Therefore, the pronominal possessor patterns with pronominal binding in the alienable construction, but the pronominal possessor patterns with anaphoric binding in the inalienable construction. In anaphoric binding, an anaphor requires a coreferent antecedent that c-commands the anaphor and that is in the domain of the anaphor. For example (1b) to obey those conditions, the pronominal possessor must refer to Lucy, not to another possessor that is not mentioned in the sentence. Thus, by having only one grammatical interpretation, (1b) is consistent with anaphoric binding.

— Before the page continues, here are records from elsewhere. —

//! Provisioning configuration, loaded once and passed to each component.

use std::net::Ipv4Addr;

use ipnetwork::Ipv4Network;
use serde::{Deserialize, Serialize};

use crate::error::CoreError;
use crate::id::{IdentifierValidator, DEFAULT_MAX_VM_ID, MIN_VM_ID_EXCLUSIVE};
use crate::template::TemplateResolver;

/// What the controller does with a VM whose create sequence failed part-way.
#[derive(Debug, Clone, Copy, PartialEq, Eq, Default, Serialize, Deserialize)]
#[serde(rename_all = "snake_case")]
#[non_exhaustive]
pub enum PartialFailurePolicy {
    /// Leave the partial VM in place for manual inspection.
    #[default]
    Leave,
    /// Stop (if started) and destroy the partial VM before reporting the error.
    Teardown,
}

/// Host-wide provisioning settings.
#[derive(Debug, Clone, Serialize, Deserialize)]
#[serde(default)]
#[non_exhaustive]
pub struct ProvisionConfig {
    /// Nameserver written into every VM.
    pub nameserver: Ipv4Addr,

    /// Subnets scanned for free addresses, in order.
    pub subnets: Vec<Ipv4Network>,

    /// Port of the management agent inside each VM.
    pub management_port: u16,

    /// Domain appended to the lab id to form the VM hostname.
    pub host_domain: String,

    /// Lab id used when a request leaves it blank.
    pub default_lab_id: String,

    /// Largest identifier the control tool accepts.
    pub max_vm_id: u32,

    /// OS used when a request leaves it blank.
    pub default_os: String,

    /// OS version used when a request leaves it blank.
    pub default_os_version: String,

    /// Cleanup behaviour after a partial create.
    pub partial_failure: PartialFailurePolicy,
}

impl Default for ProvisionConfig {
    fn default() -> Self {
        Self {
            nameserver: Ipv4Addr::new(10, 10, 10, 10),
            subnets: vec![lab_subnet(100), lab_subnet(101)],
            management_port: 8089,
            host_domain: "vlabs.ac.in".to_owned(),
            default_lab_id: "engg01".to_owned(),
            max_vm_id: DEFAULT_MAX_VM_ID,
            default_os: "Ubuntu".to_owned(),
            default_os_version: "12.04".to_owned(),
            partial_failure: PartialFailurePolicy::Leave,
        }
    }
}

#[expect(clippy::expect_used, reason = "a /24 prefix is always valid")]
fn lab_subnet(third_octet: u8) -> Ipv4Network {
    Ipv4Network::new(Ipv4Addr::new(10, 1, third_octet, 0), 24).expect("valid /24 subnet")
}

impl ProvisionConfig {
    /// Replace the subnet list.
    #[must_use]
    pub fn with_subnets(mut self, subnets: Vec<Ipv4Network>) -> Self {
        self.subnets = subnets;
        self
    }

    /// Replace the partial-failure policy.
    #[must_use]
    pub fn with_partial_failure(mut self, policy: PartialFailurePolicy) -> Self {
        self.partial_failure = policy;
        self
    }

    /// Replace the management port.
    #[must_use]
    pub fn with_management_port(mut self, port: u16) -> Self {
        self.management_port = port;
        self
    }

    /// Check the settings are usable.
    ///
    /// # Errors
    /// Returns [`CoreError::InvalidConfig`] naming the first bad field.
    pub fn validate(&self) -> Result<(), CoreError> {
        let invalid = |field: &str, reason: &str| {
            Err(CoreError::InvalidConfig {
                field: field.to_owned(),
                reason: reason.to_owned(),
            })
        };

        if self.subnets.is_empty() {
            return invalid("subnets", "at least one subnet is required");
        }
        if self.max_vm_id <= MIN_VM_ID_EXCLUSIVE {
            return invalid("max_vm_id", "must be greater than 100");
        }
        if self.host_domain.trim().is_empty() {
            return invalid("host_domain", "must not be blank");
        }
        if self.default_lab_id.trim().is_empty() {
            return invalid("default_lab_id", "must not be blank");
        }
        if self.default_os.trim().is_empty() {
            return invalid("default_os", "must not be blank");
        }
        if self.default_os_version.trim().is_empty() {
            return invalid("default_os_version", "must not be blank");
        }
        Ok(())
    }

    /// Identifier validator bounded by `max_vm_id`.
    #[must_use]
    pub fn identifier_validator(&self) -> IdentifierValidator {
        IdentifierValidator::new(self.max_vm_id)
    }

    /// Template resolver using the configured defaults.
    #[must_use]
    pub fn template_resolver(&self) -> TemplateResolver {
        TemplateResolver::new(&self.default_os, &self.default_os_version)
    }
}
//! Fuzz target: VM identifier validation.
//!
//! Anything the validator accepts must be a plain decimal in range whose
//! canonical form validates to the same id.

#![no_main]

use labvz_core::{IdentifierValidator, MIN_VM_ID_EXCLUSIVE};
use libfuzzer_sys::fuzz_target;

fuzz_target!(|data: &[u8]| {
    let Ok(raw) = std::str::from_utf8(data) else {
        return;
    };
    let validator = IdentifierValidator::default();
    if let Ok(id) = validator.validate(raw) {
        assert!(id.get() > MIN_VM_ID_EXCLUSIVE);
        assert!(id.get() <= validator.max_id());
        assert!(raw.trim().bytes().all(|b| b.is_ascii_digit()));
        assert_eq!(validator.validate(&id.to_string()).ok(), Some(id));
    }
});
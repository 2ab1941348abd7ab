use std::fmt;
use std::net::{Ipv4Addr, SocketAddrV4};

use serde::{Deserialize, Serialize};

/// Address and port through which a running VM is controlled or tested.
#[derive(Debug, Clone, Copy, PartialEq, Eq, Hash, Serialize, Deserialize)]
#[non_exhaustive]
pub struct ManagementEndpoint {
    /// Address assigned to the VM.
    pub address: Ipv4Addr,
    /// Port of the management agent.
    pub port: u16,
}

impl ManagementEndpoint {
    /// Creates a new `ManagementEndpoint`.
    #[must_use]
    pub const fn new(address: Ipv4Addr, port: u16) -> Self {
        Self { address, port }
    }

    /// Socket address for connecting to the agent.
    #[must_use]
    pub fn socket_addr(&self) -> SocketAddrV4 {
        SocketAddrV4::new(self.address, self.port)
    }
}

impl fmt::Display for ManagementEndpoint {
    fn fmt(&self, f: &mut fmt::Formatter<'_>) -> fmt::Result {
        write!(f, "{}:{}", self.address, self.port)
    }
}
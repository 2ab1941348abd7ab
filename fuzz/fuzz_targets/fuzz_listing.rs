//! Fuzz target: live listing parser.
//!
//! The listing is tool output and must never make the parser panic. Every
//! parsed row's addresses must show up in the used-address set.

#![no_main]

use labvz_executor::Listing;
use libfuzzer_sys::fuzz_target;

fuzz_target!(|data: &[u8]| {
    let text = String::from_utf8_lossy(data);
    let listing = Listing::parse(&text);
    let used = listing.used_addresses();
    for entry in listing.entries() {
        for address in &entry.addresses {
            assert!(used.contains(address));
        }
    }
});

On the other hand, the interpretation of alienable constructions such as 1a can be ambiguous since it is not restricted by the same properties of anaphoric binding.

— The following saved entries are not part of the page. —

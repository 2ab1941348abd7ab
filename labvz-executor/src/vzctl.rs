//! OpenVZ control-tool implementation.
//!
//! Drives `vzctl` for lifecycle commands and `vzlist` for the live listing.

use std::path::{Path, PathBuf};
use std::time::Duration;

use async_trait::async_trait;

use crate::backend::{ControlTool, ToolCommand};
use crate::command::run_tool;
use crate::config::ToolConfig;
use crate::ExecutorError;

/// Columns requested from `vzlist`, in the order [`crate::listing`] parses them.
pub const LISTING_ARGS: [&str; 4] = ["-a", "-H", "-o", "ctid,status,ip,hostname"];

/// `vzctl`/`vzlist` backend.
#[derive(Debug, Clone)]
pub struct VzctlTool {
    /// Path to the `vzctl` binary.
    vzctl_path: PathBuf,

    /// Path to the `vzlist` binary.
    vzlist_path: PathBuf,

    /// Upper bound on any single invocation.
    timeout: Duration,
}

impl VzctlTool {
    /// Create a tool from explicit settings.
    #[must_use]
    pub fn new(config: &ToolConfig) -> Self {
        Self {
            vzctl_path: config.vzctl_path.clone(),
            vzlist_path: config.vzlist_path.clone(),
            timeout: config.timeout(),
        }
    }

    /// Create a tool using the standard `/usr/sbin` locations.
    #[must_use]
    pub fn with_defaults() -> Self {
        Self::new(&ToolConfig::default())
    }
}

#[async_trait]
impl ControlTool for VzctlTool {
    async fn invoke(&self, command: &ToolCommand) -> Result<(), ExecutorError> {
        tracing::info!(vm_id = %command.id(), subcommand = command.subcommand(), "vzctl");
        run_tool(&self.vzctl_path, &command.to_args(), None, self.timeout).await?;
        Ok(())
    }

    async fn list(&self) -> Result<String, ExecutorError> {
        let args: Vec<String> = LISTING_ARGS.iter().map(|a| (*a).to_owned()).collect();
        let output = run_tool(&self.vzlist_path, &args, None, self.timeout).await?;
        Ok(output.stdout)
    }

    async fn health_check(&self) -> Result<(), ExecutorError> {
        which_binary(&self.vzctl_path)?;
        which_binary(&self.vzlist_path)?;
        Ok(())
    }
}

/// Verify a binary exists either at the given path or in PATH.
///
/// # Errors
/// Returns [`ExecutorError::BinaryNotFound`] if it does not.
pub fn which_binary(path: &Path) -> Result<(), ExecutorError> {
    if path.is_absolute() {
        if path.exists() {
            return Ok(());
        }
        return Err(ExecutorError::BinaryNotFound { path: path.to_owned() });
    }

    // Relative or bare name: check PATH
    let found = std::env::var_os("PATH")
        .map(|paths| std::env::split_paths(&paths).any(|dir| dir.join(path).exists()))
        .unwrap_or(false);

    if found {
        Ok(())
    } else {
        Err(ExecutorError::BinaryNotFound { path: path.to_owned() })
    }
}

#[cfg(test)]
mod tests {
    use super::*;

    #[test]
    fn which_binary_finds_shell_on_path() {
        assert!(which_binary(Path::new("sh")).is_ok());
    }

    #[test]
    fn which_binary_rejects_missing_absolute_path() {
        let result = which_binary(Path::new("/nonexistent/vzctl"));
        assert!(matches!(result, Err(ExecutorError::BinaryNotFound { .. })));
    }

    #[tokio::test]
    async fn health_check_fails_without_tools() {
        let tool = VzctlTool::new(&ToolConfig::new(
            PathBuf::from("/nonexistent/vzctl"),
            PathBuf::from("/nonexistent/vzlist"),
            Duration::from_secs(1),
        ));
        assert!(matches!(
            tool.health_check().await,
            Err(ExecutorError::BinaryNotFound { .. })
        ));
    }

    #[tokio::test]
    async fn invoke_surfaces_tool_failure() {
        // `false` ignores its arguments and exits 1.
        let tool = VzctlTool::new(&ToolConfig::new(
            PathBuf::from("false"),
            PathBuf::from("false"),
            Duration::from_secs(5),
        ));
        let id = match labvz_core::IdentifierValidator::default().validate("101") {
            Ok(id) => id,
            Err(e) => panic!("unexpected error: {e}"),
        };
        match tool.invoke(&ToolCommand::Stop(id)).await {
            Err(ExecutorError::ToolInvocationFailed { command, status, .. }) => {
                assert_eq!(command, "false stop 101");
                assert_eq!(status, Some(1));
            }
            other => panic!("expected ToolInvocationFailed, got {other:?}"),
        }
    }

    #[tokio::test]
    #[ignore = "requires an OpenVZ host with vzlist"]
    async fn list_on_real_host() {
        let tool = VzctlTool::with_defaults();
        let listing = tool.list().await;
        assert!(listing.is_ok(), "vzlist failed: {listing:?}");
    }
}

==Cross-linguistic properties==
Although there are different methods of marking inalienability, inalienable possession constructions usually involve the following features:

- The distinction is confined to attributive possession.
- Alienable possession requires more phonological or morphological features than inalienable possession.
- Inalienable possession involves a tighter structural bond between the possessor and the possessee.
- Possessive markers on inalienable nouns are etymologically older (Note: For example, in the Native American language Diegueño, the alienable possessive marker (?-ən^{y}) appears to have originated from the inalienable possessive marker (?-ə), which suggests the latter to be older.)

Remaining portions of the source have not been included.